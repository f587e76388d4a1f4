//! Quote command handler

use crate::args::SelectionArgs;
use crate::commands::catalog::active_catalog;
use rust_decimal::Decimal;
use std::fmt::Write;
use teach_pricing::config::Config;
use teach_pricing::core::models::selection::{parse_assignment, parse_line_assignment};
use teach_pricing::core::models::{Catalog, Selection};
use teach_pricing::core::pricing::{price_quote, Quote};
use teach_pricing::core::proposal::{format_currency, format_integer};
use teach_pricing::SelectionError;
use teach_pricing::{debug, verbose, warn};

/// Run the quote command
pub fn run(args: &SelectionArgs, json: bool, config: &Config) {
    let catalog = match active_catalog(config) {
        Ok(catalog) => catalog,
        Err(e) => {
            eprintln!("✗ {e}");
            std::process::exit(1);
        }
    };

    let selection = match build_selection(args, &catalog, config) {
        Ok(selection) => selection,
        Err(e) => {
            eprintln!("✗ {e}");
            std::process::exit(1);
        }
    };

    let Some(quote) = price_quote(&catalog, &args.course, &selection) else {
        eprintln!("✗ Unknown course offering: '{}'", args.course);
        eprintln!("  Available: {}", course_ids(&catalog));
        std::process::exit(1);
    };

    for diagnostic in quote.diagnostics() {
        warn!("{diagnostic}");
    }

    if json {
        match serde_json::to_string_pretty(&quote) {
            Ok(out) => println!("{out}"),
            Err(e) => {
                eprintln!("✗ Failed to serialize quote: {e}");
                std::process::exit(1);
            }
        }
    } else {
        print!("{}", format_quote(&quote, &config.pricing.currency_symbol));
    }
}

/// Comma-separated course ids of a catalog
pub fn course_ids(catalog: &Catalog) -> String {
    catalog
        .courses
        .iter()
        .map(|c| c.id.as_str())
        .collect::<Vec<_>>()
        .join(", ")
}

/// Build a selection from a saved file (if any) and the command-line flags
///
/// Quantities are clamped to `1..=max_quantity` the way an interactive host
/// clamps its inputs; a clamp is logged as a warning.
///
/// # Errors
/// Returns an error for unreadable selection files, malformed assignments,
/// and quantities or manual amounts `Selection::validate` rejects.
pub fn build_selection(
    args: &SelectionArgs,
    catalog: &Catalog,
    config: &Config,
) -> Result<Selection, SelectionError> {
    let max = config.pricing.max_quantity;

    let mut selection = match &args.selection {
        Some(path) => {
            debug!("Loading selection from {}", path.display());
            Selection::from_file(path)?
        }
        None => Selection {
            quantity: config.pricing.default_quantity,
            ..Selection::default()
        },
    };

    if let Some(quantity) = args.quantity {
        selection.set_quantity(quantity, max);
        if selection.quantity != quantity {
            warn!(
                "Quantity {quantity} is outside 1..={max}; using {}",
                selection.quantity
            );
        }
    }

    if args.all_phases {
        selection.select_all_phases(catalog);
    } else if args.no_phases {
        selection.clear_phases();
    } else if !args.phases.is_empty() {
        selection.clear_phases();
        selection
            .selected_phase_ids
            .extend(args.phases.iter().cloned());
    }

    for assignment in &args.extras {
        let (feature_id, quantity) = parse_assignment::<u32>(assignment)?;
        selection.set_extra_feature(&feature_id, quantity);
    }

    for assignment in &args.overrides {
        let (phase_id, line_id, amount) = parse_line_assignment::<Decimal>(assignment)?;
        selection.set_manual_override(&phase_id, &line_id, amount);
    }

    for assignment in &args.line_quantities {
        let (phase_id, line_id, quantity) = parse_line_assignment::<u32>(assignment)?;
        selection.set_line_quantity(&phase_id, &line_id, quantity, max);
    }
    selection.validate(max)?;

    verbose!(
        "Selection: {} units, phases [{}]",
        selection.quantity,
        selection
            .selected_phase_ids
            .iter()
            .map(String::as_str)
            .collect::<Vec<_>>()
            .join(", ")
    );

    Ok(selection)
}

/// Render a quote as a plain-text breakdown
pub fn format_quote(quote: &Quote<'_>, symbol: &str) -> String {
    let money = |amount: Decimal| format_currency(amount, symbol);
    let course = &quote.course;
    let mut out = String::new();

    let _ = writeln!(out, "\n=== {} ===\n", course.course.name);
    let _ = writeln!(out, "Quantity:        {}", format_integer(quote.quantity));
    match course.matched_tier {
        Some(tier) => {
            let _ = writeln!(out, "Tier:            {tier} @ {}", money(tier.unit_price));
        }
        None => {
            let _ = writeln!(out, "Tier:            (no tier for this quantity)");
        }
    }
    let _ = writeln!(out, "Course base:     {}", money(course.base_total));

    for extra in &course.extras {
        let _ = writeln!(
            out,
            "  + {} ({}x): {}",
            extra.feature.name,
            extra.quantity,
            money(extra.amount)
        );
    }
    if !course.extras.is_empty() {
        let _ = writeln!(out, "Extras:          {}", money(course.extra_total));
    }

    for phase in &quote.phases.phases {
        let _ = writeln!(out, "\n{}", phase.phase.label());
        for eval in &phase.lines {
            let marker = if eval.basis.is_degraded() { " (!)" } else { "" };
            let _ = writeln!(out, "  {:<40} {:>18}{marker}", eval.line.name, money(eval.amount));
        }
        let _ = writeln!(out, "  {:<40} {:>18}", "Subtotal", money(phase.subtotal));
    }

    let breakdown = &quote.total.breakdown;
    let _ = writeln!(out, "\n--- Total ---");
    let _ = writeln!(out, "Course base:     {}", money(breakdown.course_base));
    let _ = writeln!(out, "Course extras:   {}", money(breakdown.course_extras));
    let _ = writeln!(out, "Phases:          {}", money(breakdown.course_phases));
    let _ = writeln!(out, "Final total:     {}", money(quote.final_total()));
    let _ = writeln!(
        out,
        "Per unit:        {}",
        quote
            .average_per_unit()
            .map_or_else(|| "—".to_string(), money)
    );

    out
}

_The problem_
Wherever the word "name" shows up in the material, copy the line it is on.

_Response area_
    let _ = writeln!(out, "\n=== {} ===\n", course.course.name);
            extra.feature.name,
            let _ = writeln!(out, "  {:<40} {:>18}{marker}", eval.line.name, money(eval.amount));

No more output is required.